§ **Exercise goal**: Extract all lines in the data that contain the word "PduType".

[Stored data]
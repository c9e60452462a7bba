//! SET request handling: two-phase commit (RFC 3416 Section 4.2.5).
//!
//! Phase one validates every varbind without touching anything: community
//! write permission, per-OID VACM write view, then the registry's own
//! checks (instance exists, writable, type matches). The first failure
//! aborts the whole request with its status and 1-based index. Phase two
//! applies all assignments under the registry writer lock; a setter
//! failure there surfaces as commitFailed. Either every varbind commits or
//! none does.

use crate::error::ErrorStatus;
use crate::pdu::Pdu;
use crate::version::Version;

use super::{Agent, RequestContext};

impl Agent {
    pub(super) fn handle_set(&self, ctx: &RequestContext, pdu: &Pdu) -> Pdu {
        // Read-only communities cannot SET at all: a known community used
        // for an operation it does not permit (snmpInBadCommunityUses)
        if !ctx.community_writable {
            self.inner.stats.inc_in_bad_community_uses();
            let status = if ctx.version == Version::V1 {
                ErrorStatus::ReadOnly
            } else {
                ErrorStatus::AuthorizationError
            };
            let index = if pdu.varbinds.is_empty() { 0 } else { 1 };
            return pdu.to_error_response(status, index);
        }

        // Phase one: validate everything, mutate nothing
        {
            let registry = self.read_registry();

            for (index, vb) in pdu.varbinds.iter().enumerate() {
                let error_index = (index + 1) as i32;

                if !ctx.can_write(&vb.oid) {
                    return self.set_error(ctx, pdu, ErrorStatus::NoAccess, error_index);
                }

                if let Err(status) = registry.validate_set(&vb.oid, &vb.value) {
                    return self.set_error(ctx, pdu, status, error_index);
                }
            }
        }

        // Phase two: apply under the writer lock. Validation can go stale
        // between the phases (concurrent reload), so apply failures still
        // map to a proper status instead of panicking.
        {
            let registry = self.write_registry();

            for (index, vb) in pdu.varbinds.iter().enumerate() {
                if let Err(status) = registry.apply_set(&vb.oid, &vb.value) {
                    tracing::warn!(
                        target: "simple_snmpd::agent",
                        oid = %vb.oid,
                        status = %status,
                        "SET commit failed after validation"
                    );
                    return self.set_error(ctx, pdu, ErrorStatus::CommitFailed, (index + 1) as i32);
                }
            }
        }

        pdu.to_response()
    }

    /// SET failure response with the v1 status downgrade applied.
    fn set_error(
        &self,
        ctx: &RequestContext,
        pdu: &Pdu,
        status: ErrorStatus,
        error_index: i32,
    ) -> Pdu {
        let status = if ctx.version == Version::V1 {
            status.to_v1()
        } else {
            status
        };
        pdu.to_error_response(status, error_index)
    }
}

#[cfg(test)]
mod tests {
    use super::*;
    use crate::config::AgentConfig;
    use crate::message::SecurityLevel;
    use crate::mib::GetOutcome;
    use crate::oid;
    use crate::pdu::PduType;
    use crate::vacm::SecurityModel;
    use crate::value::Value;
    use crate::varbind::VarBind;
    use bytes::Bytes;

    async fn test_agent() -> Agent {
        Agent::builder(AgentConfig::default())
            .bind("127.0.0.1:0".parse().unwrap())
            .build()
            .await
            .unwrap()
    }

    fn write_ctx(version: Version) -> RequestContext {
        RequestContext {
            source: "127.0.0.1:12345".parse().unwrap(),
            version,
            security_model: if version == Version::V1 {
                SecurityModel::V1
            } else {
                SecurityModel::V2c
            },
            security_name: Bytes::from_static(b"private"),
            security_level: SecurityLevel::NoAuthNoPriv,
            context_name: Bytes::new(),
            request_id: 1,
            pdu_type: PduType::SetRequest,
            community_writable: true,
            max_response_size: 1472,
            vacm: None,
            read_view: None,
            write_view: None,
        }
    }

    #[tokio::test]
    async fn test_set_read_only_scalar_rejected() {
        let agent = test_agent().await;
        let ctx = write_ctx(Version::V2c);

        let pdu = Pdu::set_request(
            1,
            vec![VarBind::new(
                oid!(1, 3, 6, 1, 2, 1, 1, 1, 0),
                Value::from("new descr"),
            )],
        );
        let response = agent.dispatch_request(&ctx, &pdu);

        assert_eq!(response.error_status, ErrorStatus::NotWritable.as_i32());
        assert_eq!(response.error_index, 1);

        // Nothing changed
        match agent.read_registry().get(&oid!(1, 3, 6, 1, 2, 1, 1, 1, 0)) {
            GetOutcome::Value(value) => assert_eq!(value, Value::from("Simple SNMP Daemon")),
            other => panic!("unexpected outcome: {:?}", other),
        }
    }

    #[tokio::test]
    async fn test_set_read_only_scalar_v1_status() {
        let agent = test_agent().await;
        let ctx = write_ctx(Version::V1);

        let pdu = Pdu::set_request(
            2,
            vec![VarBind::new(
                oid!(1, 3, 6, 1, 2, 1, 1, 1, 0),
                Value::from("x"),
            )],
        );
        let response = agent.dispatch_request(&ctx, &pdu);

        // v1 downgrades notWritable to noSuchName per RFC 3584
        assert_eq!(response.error_status, ErrorStatus::NoSuchName.as_i32());
        assert_eq!(response.error_index, 1);
    }

    #[tokio::test]
    async fn test_set_writable_scalar_commits() {
        let agent = test_agent().await;
        let ctx = write_ctx(Version::V2c);

        let sys_name = oid!(1, 3, 6, 1, 2, 1, 1, 5, 0);
        let pdu = Pdu::set_request(
            3,
            vec![VarBind::new(sys_name.clone(), Value::from("router-7"))],
        );
        let response = agent.dispatch_request(&ctx, &pdu);

        assert_eq!(response.error_status, 0);
        assert_eq!(
            agent.read_registry().get(&sys_name),
            GetOutcome::Value(Value::from("router-7"))
        );
    }

    #[tokio::test]
    async fn test_set_atomicity_on_late_failure() {
        let agent = test_agent().await;
        let ctx = write_ctx(Version::V2c);

        let sys_name = oid!(1, 3, 6, 1, 2, 1, 1, 5, 0);
        let original = match agent.read_registry().get(&sys_name) {
            GetOutcome::Value(value) => value,
            other => panic!("unexpected outcome: {:?}", other),
        };

        // First varbind is valid, second fails validation (read-only)
        let pdu = Pdu::set_request(
            4,
            vec![
                VarBind::new(sys_name.clone(), Value::from("should-not-stick")),
                VarBind::new(oid!(1, 3, 6, 1, 2, 1, 1, 1, 0), Value::from("nope")),
            ],
        );
        let response = agent.dispatch_request(&ctx, &pdu);

        assert_eq!(response.error_status, ErrorStatus::NotWritable.as_i32());
        assert_eq!(response.error_index, 2);

        // The valid varbind must not have been applied
        assert_eq!(agent.read_registry().get(&sys_name), GetOutcome::Value(original));
    }

    #[tokio::test]
    async fn test_set_wrong_type() {
        let agent = test_agent().await;
        let ctx = write_ctx(Version::V2c);

        let pdu = Pdu::set_request(
            5,
            vec![VarBind::new(
                oid!(1, 3, 6, 1, 2, 1, 1, 5, 0),
                Value::Integer(42),
            )],
        );
        let response = agent.dispatch_request(&ctx, &pdu);

        assert_eq!(response.error_status, ErrorStatus::WrongType.as_i32());
        assert_eq!(response.error_index, 1);
    }

    #[tokio::test]
    async fn test_set_unknown_oid() {
        let agent = test_agent().await;
        let ctx = write_ctx(Version::V2c);

        let pdu = Pdu::set_request(
            6,
            vec![VarBind::new(oid!(1, 3, 6, 1, 99, 1, 0), Value::Integer(1))],
        );
        let response = agent.dispatch_request(&ctx, &pdu);

        assert_eq!(response.error_status, ErrorStatus::NoSuchName.as_i32());
        assert_eq!(response.error_index, 1);
    }

    #[tokio::test]
    async fn test_set_read_only_community_rejected() {
        let agent = test_agent().await;
        let mut ctx = write_ctx(Version::V2c);
        ctx.community_writable = false;

        let pdu = Pdu::set_request(
            7,
            vec![VarBind::new(
                oid!(1, 3, 6, 1, 2, 1, 1, 5, 0),
                Value::from("x"),
            )],
        );
        let response = agent.dispatch_request(&ctx, &pdu);

        assert_eq!(
            response.error_status,
            ErrorStatus::AuthorizationError.as_i32()
        );
    }

    #[tokio::test]
    async fn test_set_earliest_failure_reported() {
        let agent = test_agent().await;
        let ctx = write_ctx(Version::V2c);

        // Both varbinds fail; the lowest index wins
        let pdu = Pdu::set_request(
            8,
            vec![
                VarBind::new(oid!(1, 3, 6, 1, 2, 1, 1, 1, 0), Value::from("a")),
                VarBind::new(oid!(1, 3, 6, 1, 99), Value::from("b")),
            ],
        );
        let response = agent.dispatch_request(&ctx, &pdu);

        assert_eq!(response.error_status, ErrorStatus::NotWritable.as_i32());
        assert_eq!(response.error_index, 1);
    }
}
/// SNMP protocol error status codes (RFC 3416).
///
/// These are the codes the agent places into the `error-status` field of a
/// Response PDU. `TooBig` through `GenErr` exist since SNMPv1; the remaining
/// codes were added for SET diagnostics in SNMPv2.
#[derive(Debug, Clone, Copy, PartialEq, Eq)]
#[non_exhaustive]
pub enum ErrorStatus {
    /// Operation completed successfully (status = 0).
    NoError,
    /// Response message would be too large for transport (status = 1).
    TooBig,
    /// Requested OID not found (status = 2). SNMPv1 only; v2c+ uses exception values.
    NoSuchName,
    /// Invalid value provided in SET request (status = 3).
    BadValue,
    /// Attempted to SET a read-only object (status = 4). SNMPv1 only.
    ReadOnly,
    /// Unspecified error occurred (status = 5).
    GenErr,
    /// Object exists but access is denied (status = 6).
    NoAccess,
    /// SET value has wrong ASN.1 type (status = 7).
    WrongType,
    /// SET value has incorrect length (status = 8).
    WrongLength,
    /// SET value uses wrong encoding (status = 9).
    WrongEncoding,
    /// SET value is out of range or otherwise invalid (status = 10).
    WrongValue,
    /// Named object cannot be created here (status = 11).
    NoCreation,
    /// Value is inconsistent with other managed objects (status = 12).
    InconsistentValue,
    /// Resource required for SET is unavailable (status = 13).
    ResourceUnavailable,
    /// SET commit phase failed (status = 14).
    CommitFailed,
    /// SET undo phase failed (status = 15).
    UndoFailed,
    /// Access denied by VACM (status = 16).
    AuthorizationError,
    /// Object does not support modification (status = 17).
    NotWritable,
    /// Named object cannot be created (status = 18).
    InconsistentName,
    /// Unknown or future error status code.
    Unknown(i32),
}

§ **Exercise response**:
    use crate::pdu::PduType;
            pdu_type: PduType::SetRequest,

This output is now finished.